4.3.- Non coglie nel segno l'argomento, speso dalla Regione
resistente, secondo cui la riserva di amministrazione nel caso di
specie non sarebbe stata violata in quanto il calendario venatorio e'
stato approvato con la citata delib. Giunta reg. Marche n. 1068 del
2018, all'esito del procedimento disciplinato a tal fine dalla legge
reg. Marche n. 7 del 1995 e previa acquisizione del parere
dell'Istituto superiore per la protezione e la ricerca ambientale
(ISPRA), sicche' la legge impugnata si sarebbe «limitata
semplicemente a richiamare il rispetto di tale calendario».
Tale circostanza, infatti, non soddisfa tutte le altre specifiche
esigenze (oltre a quella di un procedimento all'interno del quale sia
acquisto il parere dell'ISPRA) che, secondo la giurisprudenza di
questa Corte, rimangono sottese alla implicita riserva di
amministrazione stabilita dall'art. 18, comma 4, della legge n. 157
del 1992.
Questa norma garantisce un'istruttoria approfondita e trasparente
anche ai fini del controllo giurisdizionale e non tollera, quindi,
che il calendario venatorio venga irrigidito nella forma legislativa
a scapito dell'esigenza di raffrontabilita' sottesa al principio di
generalita' e astrattezza della legge: il legislatore statale puo',
infatti, preferire lo strumento del ricorso giurisdizionale innanzi
al giudice comune, anche in considerazione «sia dei tempi con cui il
giudice puo' assicurare una pronta risposta di giustizia, sia della
latitudine dei poteri cautelari di cui esso dispone» (sentenza n. 20
del 2012).
Inoltre, la successiva cristallizzazione del contenuto del
provvedimento nella forma della legge impedisce anche di assicurare
il piu' marcato regime di flessibilita' proprio della natura
amministrativa dell'atto, altresi' «idoneo a prevenire i danni che
potrebbero conseguire a un repentino ed imprevedibile mutamento delle
circostanze di fatto in base alle quali il calendario venatorio e'
stato approvato» (sentenza n. 20 del 2012).

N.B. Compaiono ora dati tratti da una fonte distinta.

// Copyright (c) 2025 Geoffrey Huntley <ghuntley@ghuntley.com>. All rights reserved.
// SPDX-License-Identifier: Proprietary

//! Layered configuration for the Toggle server.
//!
//! Sources, lowest precedence first:
//! 1. Built-in defaults
//! 2. TOML config file (`/etc/toggle/server.toml` unless overridden)
//! 3. Environment variables (`TOGGLE_SERVER_*`)
//!
//! # Usage
//!
//! ```ignore
//! use toggle_server_config::load_config;
//!
//! let config = load_config()?;
//! println!("listening on {}", config.socket_addr());
//! ```

pub mod error;
pub mod layer;
pub mod sections;
pub mod sources;

pub use error::ConfigError;
pub use layer::ServerConfigLayer;
pub use sections::*;
pub use sources::{ConfigSource, DefaultsSource, EnvSource, Precedence, TomlSource};

use tracing::{debug, info};

/// Fully resolved server configuration.
#[derive(Debug, Clone, Default)]
pub struct ServerConfig {
	pub http: HttpConfig,
	pub database: DatabaseConfig,
	pub cache: CacheConfig,
	pub evaluation: EvaluationConfig,
	pub logging: LoggingConfig,
}

impl ServerConfig {
	/// Socket address string for binding.
	pub fn socket_addr(&self) -> String {
		format!("{}:{}", self.http.host, self.http.port)
	}
}

/// Loads configuration from defaults, the system config file and the environment.
pub fn load_config() -> Result<ServerConfig, ConfigError> {
	let sources: Vec<Box<dyn ConfigSource>> = vec![
		Box::new(DefaultsSource),
		Box::new(TomlSource::system()),
		Box::new(EnvSource),
	];
	load_from_sources(sources)
}

/// Loads configuration with a custom config file path.
pub fn load_config_with_file(
	config_path: impl Into<std::path::PathBuf>,
) -> Result<ServerConfig, ConfigError> {
	let sources: Vec<Box<dyn ConfigSource>> = vec![
		Box::new(DefaultsSource),
		Box::new(TomlSource::new(config_path)),
		Box::new(EnvSource),
	];
	load_from_sources(sources)
}

/// Loads configuration from environment only.
pub fn load_config_from_env() -> Result<ServerConfig, ConfigError> {
	let sources: Vec<Box<dyn ConfigSource>> = vec![Box::new(EnvSource)];
	load_from_sources(sources)
}

/// Merges `sources` in precedence order and finalizes the result.
pub fn load_from_sources(
	mut sources: Vec<Box<dyn ConfigSource>>,
) -> Result<ServerConfig, ConfigError> {
	sources.sort_by_key(|s| s.precedence());

	let mut merged = ServerConfigLayer::default();
	for source in sources {
		debug!(source = source.name(), "loading configuration source");
		merged.merge(source.load()?);
	}

	finalize(merged)
}

/// Resolves a merged layer into a validated configuration.
pub fn finalize(layer: ServerConfigLayer) -> Result<ServerConfig, ConfigError> {
	let config = ServerConfig {
		http: layer.http.unwrap_or_default().finalize(),
		database: layer.database.unwrap_or_default().finalize(),
		cache: layer.cache.unwrap_or_default().finalize(),
		evaluation: layer.evaluation.unwrap_or_default().finalize(),
		logging: layer.logging.unwrap_or_default().finalize(),
	};

	validate_config(&config)?;

	info!(
		host = %config.http.host,
		port = config.http.port,
		database = %config.database.url,
		cache_ttl_secs = config.cache.ttl_secs,
		cache_max_entries = config.cache.max_entries,
		dependency_timeout_ms = config.evaluation.dependency_timeout_ms,
		log_format = %config.logging.format,
		"Server configuration loaded"
	);

	Ok(config)
}

/// Longest accepted cache TTL (one day).
pub const MAX_CACHE_TTL_SECS: u64 = 24 * 60 * 60;

/// Longest accepted dependency timeout.
pub const MAX_DEPENDENCY_TIMEOUT_MS: u64 = 60_000;

fn validate_config(config: &ServerConfig) -> Result<(), ConfigError> {
	if config.cache.ttl_secs == 0 {
		return Err(ConfigError::Validation(
			"cache.ttl_secs must be greater than zero".to_string(),
		));
	}
	if config.cache.ttl_secs > MAX_CACHE_TTL_SECS {
		return Err(ConfigError::Validation(format!(
			"cache.ttl_secs must be at most {MAX_CACHE_TTL_SECS}"
		)));
	}
	if config.cache.max_entries == 0 {
		return Err(ConfigError::Validation(
			"cache.max_entries must be greater than zero".to_string(),
		));
	}
	if config.evaluation.dependency_timeout_ms == 0 {
		return Err(ConfigError::Validation(
			"evaluation.dependency_timeout_ms must be greater than zero".to_string(),
		));
	}
	if config.evaluation.dependency_timeout_ms > MAX_DEPENDENCY_TIMEOUT_MS {
		return Err(ConfigError::Validation(format!(
			"evaluation.dependency_timeout_ms must be at most {MAX_DEPENDENCY_TIMEOUT_MS}"
		)));
	}
	Ok(())
}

La successiva legificazione del calendario venatorio, seppure in
origine adottato con provvedimento amministrativo, in ogni caso
riduce in peius lo standard minimo di tutela della fauna selvatica
stabilito dall'art. 18, comma 4, della legge n. 157 del 1992, con
conseguente violazione dell'art. 117, secondo comma, lettera s),
Cost.
4.4.- E' assorbito l'ulteriore profilo di censura relativo alla
ritenuta replicabilita' di anno in anno del contenuto del calendario
venatorio adottato con le norme impugnate.

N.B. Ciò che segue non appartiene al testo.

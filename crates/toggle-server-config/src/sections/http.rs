// Copyright (c) 2025 Geoffrey Huntley <ghuntley@ghuntley.com>. All rights reserved.
// SPDX-License-Identifier: Proprietary

//! HTTP listener configuration.

use serde::Deserialize;

const DEFAULT_HOST: &str = "0.0.0.0";
const DEFAULT_PORT: u16 = 8080;

#[derive(Debug, Clone)]
pub struct HttpConfig {
	pub host: String,
	pub port: u16,
}

impl Default for HttpConfig {
	fn default() -> Self {
		Self {
			host: DEFAULT_HOST.to_string(),
			port: DEFAULT_PORT,
		}
	}
}

#[derive(Debug, Clone, Default, Deserialize)]
pub struct HttpConfigLayer {
	#[serde(default)]
	pub host: Option<String>,
	#[serde(default)]
	pub port: Option<u16>,
}

impl HttpConfigLayer {
	pub fn merge(&mut self, other: HttpConfigLayer) {
		if other.host.is_some() {
			self.host = other.host;
		}
		if other.port.is_some() {
			self.port = other.port;
		}
	}

	pub fn finalize(self) -> HttpConfig {
		HttpConfig {
			host: self.host.unwrap_or_else(|| DEFAULT_HOST.to_string()),
			port: self.port.unwrap_or(DEFAULT_PORT),
		}
	}
}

5.- Resta altresi' assorbita l'ulteriore questione di
legittimita' costituzionale riferita all'art. 111 Cost.
per questi motivi
LA CORTE COSTITUZIONALE
dichiara l'illegittimita' costituzionale degli artt. 1, comma 1,
e 2, comma 1, della legge della Regione Marche 12 dicembre 2018, n.
46 (Modifiche urgenti alla legge regionale 7 novembre 2018, n. 44:
"Modifiche alla legge regionale 5 gennaio 1995, n. 7 'Norme per la
protezione della fauna selvatica e per la tutela dell'equilibrio
ambientale e disciplina dell'attivita' venatoria' e disposizioni
urgenti sulla pianificazione faunistico-venatoria").
Cosi' deciso in Roma, nella sede della Corte costituzionale,
Palazzo della Consulta, il 22 ottobre 2019.
F.to:
Giorgio LATTANZI, Presidente
Luca ANTONINI, Redattore
Roberto MILANA, Cancelliere
Depositata in Cancelleria il 6 dicembre 2019.